Saved entries
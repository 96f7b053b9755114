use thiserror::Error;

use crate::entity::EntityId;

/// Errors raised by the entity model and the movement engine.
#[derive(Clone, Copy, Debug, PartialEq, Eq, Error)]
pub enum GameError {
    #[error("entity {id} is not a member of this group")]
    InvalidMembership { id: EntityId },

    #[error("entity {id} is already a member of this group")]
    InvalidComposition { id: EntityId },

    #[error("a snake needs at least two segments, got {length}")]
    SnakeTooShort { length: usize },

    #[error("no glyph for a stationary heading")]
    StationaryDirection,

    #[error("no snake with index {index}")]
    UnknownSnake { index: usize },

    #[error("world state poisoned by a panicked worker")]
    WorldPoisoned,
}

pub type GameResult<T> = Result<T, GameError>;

_TASK PROMPT_. Find all lines holding the word "index" in the records above and copy them.

_SOLUTION FOR THIS EXERCISE_.
    #[error("no snake with index {index}")]
    UnknownSnake { index: usize },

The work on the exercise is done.